Foto: Arquivo de Nathê
“O meu primeiro grafite fora do Cores foi Luther quem me deu as latas, ele dividiu as latas comigo. Então, ele me ajudou de várias maneiras, tanto me dando dicas, me incentivando, na questão técnica e histórias da vida dele, enquanto homem negro, que se parece muito comigo, né?”, relata a ex-aluna.

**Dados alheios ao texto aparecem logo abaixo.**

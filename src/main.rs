//! Archerfish headless runner
//!
//! Plays one scripted round against the in-memory score board and logs the
//! outcome. Pass a settings file path as the first argument (default
//! `archerfish.json`); `GAME_*` environment variables override it.

use std::sync::Arc;
use std::thread;
use std::time::Duration;

use glam::DVec2;

use archerfish::audio::AudioManager;
use archerfish::consts::*;
use archerfish::ranking::LocalScoreBoard;
use archerfish::sim::{GameMode, TickInput, anchor_on_screen};
use archerfish::telemetry::{BackgroundTelemetry, LogTelemetry, NullTelemetry, TelemetrySink};
use archerfish::{Game, Settings};

/// Ticks between scripted shots
const SHOT_INTERVAL_TICKS: u64 = 40;
/// Ticks the fish is held before release
const HOLD_TICKS: u64 = 12;
/// Drag offsets from the fish, cycled through shot by shot
const DRAGS: [(f64, f64); 6] = [
    (0.0, 120.0),
    (-60.0, 100.0),
    (60.0, 100.0),
    (-150.0, 80.0),
    (150.0, 80.0),
    (0.0, 60.0),
];
/// Give up waiting on the ranking after this many ticks
const RANKING_TIMEOUT_TICKS: u64 = 600;

fn main() {
    env_logger::init();
    log::info!("Archerfish (headless) starting...");

    let path = std::env::args()
        .nth(1)
        .unwrap_or_else(|| "archerfish.json".to_string());
    let settings = Settings::load(&path).apply_env();

    let telemetry: Box<dyn TelemetrySink> = if settings.telemetry {
        Box::new(BackgroundTelemetry::spawn(LogTelemetry))
    } else {
        Box::new(NullTelemetry)
    };
    let board = Arc::new(LocalScoreBoard::new());
    let mut game = Game::new(settings, AudioManager::default(), telemetry, board.clone());

    log::info!("Round seed: {}", game.state().seed);
    game.update(&TickInput::press(anchor_on_screen()));

    let mut ticks = 0u64;
    while game.state().mode == GameMode::Playing {
        game.update(&scripted_input(ticks));
        ticks += 1;
    }
    log::info!("Final score: {}", game.state().score);

    // Let the submission land, then open the leaderboard
    let mut waited = 0;
    while game.ranking_pending() && waited < RANKING_TIMEOUT_TICKS {
        game.update(&TickInput::default());
        thread::sleep(Duration::from_millis(1));
        waited += 1;
    }
    for _ in 0..=MODE_COOLDOWN_TICKS {
        game.update(&TickInput::default());
    }
    game.update(&TickInput::press(DVec2::ZERO));

    if game.state().mode == GameMode::Ranking {
        for (i, entry) in game.state().ranking.iter().enumerate() {
            log::info!("#{} {} {}", i + 1, entry.player_id, entry.score);
        }
    } else {
        log::warn!("No ranking available");
    }
    log::info!("{} frame commands in the last frame", game.draw().len());
}

/// Press the fish, hold, then release along the next drag offset
fn scripted_input(ticks: u64) -> TickInput {
    // Nothing to shoot at until the lead-in is over and the first wave walks in
    let start = LEAD_IN_TICKS + SPAWN_INTERVAL_TICKS;
    if ticks < start {
        return TickInput::default();
    }

    let t = ticks - start;
    let phase = t % SHOT_INTERVAL_TICKS;
    let (dx, dy) = DRAGS[(t / SHOT_INTERVAL_TICKS) as usize % DRAGS.len()];
    let anchor = anchor_on_screen();
    let release = anchor + DVec2::new(dx, dy);

    match phase {
        0 => TickInput::press(anchor),
        p if p < HOLD_TICKS => TickInput::hold(anchor.lerp(release, p as f64 / HOLD_TICKS as f64)),
        p if p == HOLD_TICKS => TickInput::release(release),
        _ => TickInput::default(),
    }
}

Nathália também informa que apesar dele parecer “durão”, risos, ele é bem “humildão”, por a todo o tempo ajudar os alunos, segundo ela, Luther desenha bem, mas prefere fazer o bomber junto com as frases, “as mensagens que ele deixa é às vezes mais importante do que o ‘trampo’ estético”.
Nathê diz que o trabalho de grafiteiro vai além das vias públicas, pois envolve “a questão educativa que ele tem da rua”, ela informa que existem lugares em que há uma grande quantidade dos grafites de Luther e destaca que aquele é “único espaço artístico que aquela comunidade teve acesso”. A aluna também menciona as oportunidades oferecidas por ele, após o curso, quando surgem trabalhos de grafitagem, Luther convida os antigos aprendizes para pintar, em troca eles são remunerados.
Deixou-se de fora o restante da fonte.